URL: http://svn.gna.org/viewcvs/relax?rev=4947&view=rev
Log:
Modified the N-state model minimise() function to generate the 
'full_in_ref_frame' variable.


Modified:
    branches/N_state_model/specific_fns/n_state_model.py

Modified: branches/N_state_model/specific_fns/n_state_model.py
URL: 
http://svn.gna.org/viewcvs/relax/branches/N_state_model/specific_fns/n_state_model.py?rev=4947&r1=4946&r2=4947&view=diff
==============================================================================
--- branches/N_state_model/specific_fns/n_state_model.py (original)
+++ branches/N_state_model/specific_fns/n_state_model.py Mon Feb 11 16:30:05 
2008
@@ -365,7 +365,7 @@
         cdp = relax_data_store[relax_data_store.current_pipe]
 
         # Test if the N-state model has been set up.
-        if not hasattr(cdp, 'N'):
+        if not hasattr(cdp, 'N') or not hasattr(cdp, 'ref'):
             raise RelaxNoModelError, 'N-state'
 
         # Create the initial parameter vector.
@@ -375,49 +375,53 @@
         if constraints:
             A, b = self.linear_constraints()
 
-        # Create a list of matricies consisting of all the full alignment 
tensors.
+        # Initialise.
         full_tensors = []
-        for tensor in cdp.align_tensors:
-            # Ignore the reduced tensors.

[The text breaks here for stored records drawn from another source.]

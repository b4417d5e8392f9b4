//! Support for creating the RSS feed from a list of articles.
//!
//! The feed is assembled from two templates: `rss_item` is rendered once per
//! item and `rss_main` wraps the items (`%(items)s`) in the channel
//! envelope. The builder neither sorts nor truncates; callers pass the
//! articles they want in the order they want them.

use crate::article::Article;
use crate::template::{self, Context, Templates};
use pulldown_cmark::escape::escape_html;
use std::fmt;
use url::Url;

/// The fields of one feed item. Text fields are XML-escaped when rendered.
#[derive(Debug, Clone, Copy)]
pub struct FeedItem<'a> {
    pub title: &'a str,
    pub link: &'a Url,
    pub description: &'a str,
    /// An RFC 822 date.
    pub pub_date: &'a str,
}

impl<'a> FeedItem<'a> {
    /// Describes `article`, published at `link`, by its teaser.
    pub fn from_article(article: &'a Article, link: &'a Url, pub_date: &'a str) -> FeedItem<'a> {
        FeedItem {
            title: article.title(),
            link,
            description: article.short_body(),
            pub_date,
        }
    }
}

/// Accumulates rendered items in insertion order.
pub struct FeedBuilder<'t> {
    templates: &'t Templates,
    items: Vec<String>,
}

impl<'t> FeedBuilder<'t> {
    pub fn new(templates: &'t Templates) -> FeedBuilder<'t> {
        FeedBuilder {
            templates,
            items: Vec::new(),
        }
    }

    /// Renders `item` through `rss_item` and appends it. An item without a
    /// title, description or publication date is rejected.
    pub fn add(&mut self, item: &FeedItem) -> Result<()> {
        let required = [
            ("title", item.title),
            ("description", item.description),
            ("pub_date", item.pub_date),
        ];
        let missing = required
            .into_iter()
            .find(|(_, value)| value.trim().is_empty());
        if let Some((field, _)) = missing {
            return Err(Error::MissingField {
                field,
                link: item.link.to_string(),
            });
        }

        let data = Context::new()
            .with("article_title", escape(item.title))
            .with("article_link", escape(item.link.as_str()))
            .with("item_desc", escape(item.description))
            .with("pub_date", escape(item.pub_date));
        self.items.push(self.templates.render("rss_item", &data)?);
        Ok(())
    }

    pub fn len(&self) -> usize {
        self.items.len()
    }

    pub fn is_empty(&self) -> bool {
        self.items.is_empty()
    }

    /// Renders the whole document through `rss_main`.
    pub fn get(&self) -> Result<String> {
        let data = Context::new().with("items", self.items.join("\n"));
        Ok(self.templates.render("rss_main", &data)?)
    }
}

/// Escapes the XML special characters of text content.
pub fn escape(s: &str) -> String {
    let mut out = String::with_capacity(s.len());
    // writing to a String can't fail
    let _ = escape_html(&mut out, s);
    out
}

/// The result of a fallible feed operation.
pub type Result<T> = std::result::Result<T, Error>;

/// Represents an error building the feed.
#[derive(Debug)]
pub enum Error {
    /// Returned when an item lacks a required field.
    MissingField { field: &'static str, link: String },

    /// Returned when a feed template fails to render.
    Template(template::Error),
}

impl fmt::Display for Error {
    fn fmt(&self, f: &mut fmt::Formatter) -> fmt::Result {
        match self {
            Error::MissingField { field, link } => {
                write!(f, "Feed item for '{}' has no {}", link, field)
            }
            Error::Template(err) => write!(f, "{}", err),
        }
    }
}

impl std::error::Error for Error {
    fn source(&self) -> Option<&(dyn std::error::Error + 'static)> {
        match self {
            Error::MissingField { .. } => None,
            Error::Template(err) => Some(err),
        }
    }
}

impl From<template::Error> for Error {
    /// Converts a [`template::Error`] into an [`Error`]. It allows us to use
    /// the `?` operator when rendering.
    fn from(err: template::Error) -> Error {
        Error::Template(err)
    }
}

-            if tensor.red:
-                continue
-
-            # Append the tensor (in matrix form).
-            full_tensors.append(tensor.tensor)
-
-        # Create a list of all the reduced alignment tensor elements and 
their errors (for the chi-squared function).
         red_tensor_elem = []
         red_tensor_err = []
+        full_in_ref_frame = []
+
+        # Loop over all tensors.
         for tensor in cdp.align_tensors:
-            # Ignore the full tensors.
+            # The full tensor corresponds to the frame of reference.
+            if cdp.ref == tensor.domain:
+                full_in_ref_frame.append(1)
+            else:
+                full_in_ref_frame.append(0)
+
+            # Create a list of matricies consisting of all the full 
alignment tensors.
             if not tensor.red:
-                continue
-
-            # Append the 5 unique elements.
-            red_tensor_elem.append(tensor.Sxx)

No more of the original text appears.